The trio couldn't be credible sources to media, but they could at least tell the truth to Dumbledore (if Dumbledore already didn't know) or others who could spread the word.
According to Pottermore, Dumbledore knew that Lockhart was a fraud:
Albus Dumbledore’s plans, however, ran deep. He happened to have known two of the wizards for whose life’s work Gilderoy Lockhart had taken credit, and was one of the only people in the world who thought he knew what Lockhart was up to. Dumbledore was convinced that Lockhart needed only to be put back into an ordinary school setting to be revealed as a charlatan and a fraud. Professor McGonagall, who had never liked Lockhart, asked Dumbledore what he thought students would learn from such a vain, celebrity-hungry man. Dumbledore replied that ‘there is plenty to be learned even from a bad teacher: what not to do, how not to be’.
So Dumbledore not only thinks it is acceptable to hire someone as a teacher who is not qualified at teaching, he even thinks that having Lockhart in school will somehow reveal Lockhart as a charlatan and a fraud. How that was supposed to work is anyone's guess.
Even Hermione, who is described as a rational girl, has a crush on him:
‘Why,’ demanded Ron, seizing her timetable, ‘have you outlined all Lockhart’s lessons in little hearts?’
Hermione snatched the timetable back, flushing furiously. (CoS)
While the boys were not impressed with the test about Lockhart, Hermione thinks there is nothing wrong:
Ron was now staring at Lockhart with an expression of disbelief on his face; Seamus Finnigan and Dean Thomas, who were sitting in front, were shaking with silent laughter. Hermione, on the other hand, was listening to Lockhart with rapt attention (CoS)
And a little later, immediately after the incident with the Cornish pixies, Hermione still defends him:
‘Can you believe him?’ roared Ron, as one of the remaining pixies bit him painfully on the ear.
‘He just wants to give us some hands-on experience,’ said Hermione, immobilising two pixies at once with a clever Freezing Charm and stuffing them back into their cage. (CoS)
While Hermione later lost her admiration for Lockhart, it is likely that others didn't, because humans have a tendency to keep their opinions regardless of facts.

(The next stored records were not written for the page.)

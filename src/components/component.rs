//! # Base component trait: name plus optional one-shot hooks.
//!
//! `construct` and `destruct` have default no-op implementations, so a
//! component overrides only what it needs. Both run on the supervisor's own
//! task, never concurrently with each other, and each runs at most once per
//! process lifetime:
//!
//! - `construct` in registration order, before anything starts;
//! - `destruct` in reverse registration order, after everything has stopped.

use async_trait::async_trait;

use crate::error::ComponentError;

/// A registered subsystem with optional setup and teardown hooks.
///
/// # Example
/// ```
/// use async_trait::async_trait;
/// use skyvisor::{Component, ComponentError};
///
/// struct FrameBuffer;
///
/// #[async_trait]
/// impl Component for FrameBuffer {
///     fn name(&self) -> &str { "frame-buffer" }
///
///     async fn construct(&self) -> Result<(), ComponentError> {
///         // allocate the ring buffer; a failure here is fatal to the run
///         Ok(())
///     }
///
///     async fn destruct(&self) {
///         // free it
///     }
/// }
/// ```
#[async_trait]
pub trait Component: Send + Sync + 'static {
    /// Returns a stable, human-readable component name.
    ///
    /// Names identify components in events and errors and must be unique
    /// within one registry.
    fn name(&self) -> &str;

    /// One-shot setup, run before any component starts.
    ///
    /// An error here aborts the whole run: no rollback is attempted, the
    /// supervisor surfaces it as fatal. Report configuration problems here
    /// rather than deferring them into the worker body.
    async fn construct(&self) -> Result<(), ComponentError> {
        Ok(())
    }

    /// One-shot teardown, mirror of [`construct`](Self::construct).
    ///
    /// Runs after every component has stopped; not expected to fail.
    async fn destruct(&self) {}
}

One example of this is Mrs Weasley. Even though she must have heard from Ron that Lockhart tried to erase his memory and stop the rescue mission for her daughter, she still uses his book. Worse yet, the information there is probably useless, as Lockhart regularly mentions spells that don't exist or are not suited for the given purpose. But a charming smile is more important than his character or whether the facts mentioned in his book are useful.
Mrs Weasley was bending over to check the page on Doxys in Gilderoy Lockhart’s Guide to Household Pests, which was lying open on the sofa. (OotP)

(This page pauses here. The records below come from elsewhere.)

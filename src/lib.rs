//! # skyvisor
//!
//! **skyvisor** is a component supervision runtime for embedded receiver
//! daemons: a fixed set of long-running subsystems (hardware programming,
//! positioning, network relay, frame ingestion) is registered once at
//! bootstrap, started in registration order, run as independently cancellable
//! workers, and torn down deterministically — on shutdown and on partial
//! startup failure alike.
//!
//! ## Architecture
//! ```text
//!  ┌───────────────┐  ┌───────────────┐  ┌───────────────┐
//!  │ ComponentSpec │  │ ComponentSpec │  │ ComponentSpec │
//!  │ (gps worker)  │  │ (relay worker)│  │ (custom pair) │
//!  └───────┬───────┘  └───────┬───────┘  └───────┬───────┘
//!          ▼                  ▼                  ▼
//!  ┌───────────────────────────────────────────────────────────┐
//!  │  Supervisor                                               │
//!  │  - Registry (insertion-ordered component sequence)        │
//!  │  - Bus (broadcast events) ──► Subscriber fan-out          │
//!  │  - ShutdownHandle / OS signals                            │
//!  └──────┬──────────────────────┬─────────────────────────────┘
//!         ▼                      ▼
//!  ┌───────────────┐     ┌───────────────┐
//!  │ WorkerHandle  │     │ WorkerHandle  │   (one tokio task per
//!  │ token + join  │     │ token + join  │    Threaded component)
//!  └──────┬────────┘     └──────┬────────┘
//!         │ worker body:        │
//!         │   connect_forever ──► Connector::connect ──► read loop
//!         │   CleanupStack unwinds on every exit path
//!         ▼                      ▼
//!               Bus (Connected / ConnectFailed / RetryScheduled / ...)
//! ```
//!
//! ## Lifecycle
//! ```text
//! Supervisor::run(specs)
//!   ├─► register each spec            (append-only, duplicate name = panic)
//!   ├─► construct_all                 (registration order; first error is fatal)
//!   ├─► start_all                     (registration order)
//!   │     └─ on failure at k: stop k-1..1, destruct_all, return Err
//!   ├─► park on shutdown request      (signal or ShutdownHandle)
//!   ├─► stop_all                      (reverse start order, no timeout)
//!   └─► destruct_all                  (reverse registration order)
//! ```
//!
//! ## Cancellation model
//! Stopping a worker cancels its [`CancellationToken`](tokio_util::sync::CancellationToken)
//! and then awaits its join handle. Workers honor the token at their
//! *suspension points* — connect, blocking read, bounded sleep — by selecting
//! on the token alongside the blocking future. When the worker future is
//! dropped, every [`CleanupStack`] and [`Guard`] it holds runs its release
//! actions in LIFO order, so `stop` returning implies no component-owned
//! resource is still live.
//!
//! ## Example
//! ```no_run
//! use std::time::Duration;
//! use tokio_util::sync::CancellationToken;
//! use skyvisor::{ComponentSpec, Config, Supervisor, WorkerError, WorkerFn};
//!
//! #[tokio::main(flavor = "current_thread")]
//! async fn main() -> Result<(), Box<dyn std::error::Error>> {
//!     let sup = Supervisor::new(Config::default(), Vec::new());
//!
//!     let ticker = WorkerFn::arc("ticker", |ctx: CancellationToken| async move {
//!         loop {
//!             tokio::select! {
//!                 _ = ctx.cancelled() => return Err(WorkerError::Canceled),
//!                 _ = tokio::time::sleep(Duration::from_secs(1)) => { /* poll hardware */ }
//!             }
//!         }
//!     });
//!
//!     sup.run(vec![ComponentSpec::threaded(ticker)]).await?;
//!     Ok(())
//! }
//! ```

mod cleanup;
mod components;
mod config;
mod core;
mod error;
mod events;
mod net;
mod subscribers;

// ---- Public re-exports ----

pub use cleanup::{CleanupStack, Guard};
pub use components::{
    Component, ComponentSpec, Lifecycle, LifecycleRef, Runner, Worker, WorkerFn, WorkerRef,
};
pub use config::Config;
pub use crate::core::{ShutdownHandle, Supervisor};
pub use error::{ComponentError, ConnectError, RuntimeError, WorkerError};
pub use events::{Bus, Event, EventKind};
pub use net::{connect_forever, Connector, RetryPolicy};
pub use subscribers::{LogWriter, Subscriber};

So it's safe to assume that a significant part of the students were convinced that Lockhart was at least incompetent, while the other part would rationalize to themselves why he behaved that way, like Hermione does in the beginning. To consider him incompetent doesn't mean to assume that he erased other people's memory. It is even possible to assume that he is average in normal situations, but rises to a challenge in life or death situations, as Harry does at the end of each of the books.
Parents hearing from their children would probably discount it as badmouthing a teacher because they don't like him or he demands too much or something similar. Lockhart still receives a lot of fan mail, so it is clear that it wasn't generally known that Lockhart was a fraud, despite Dumbledore's plan to reveal him as such.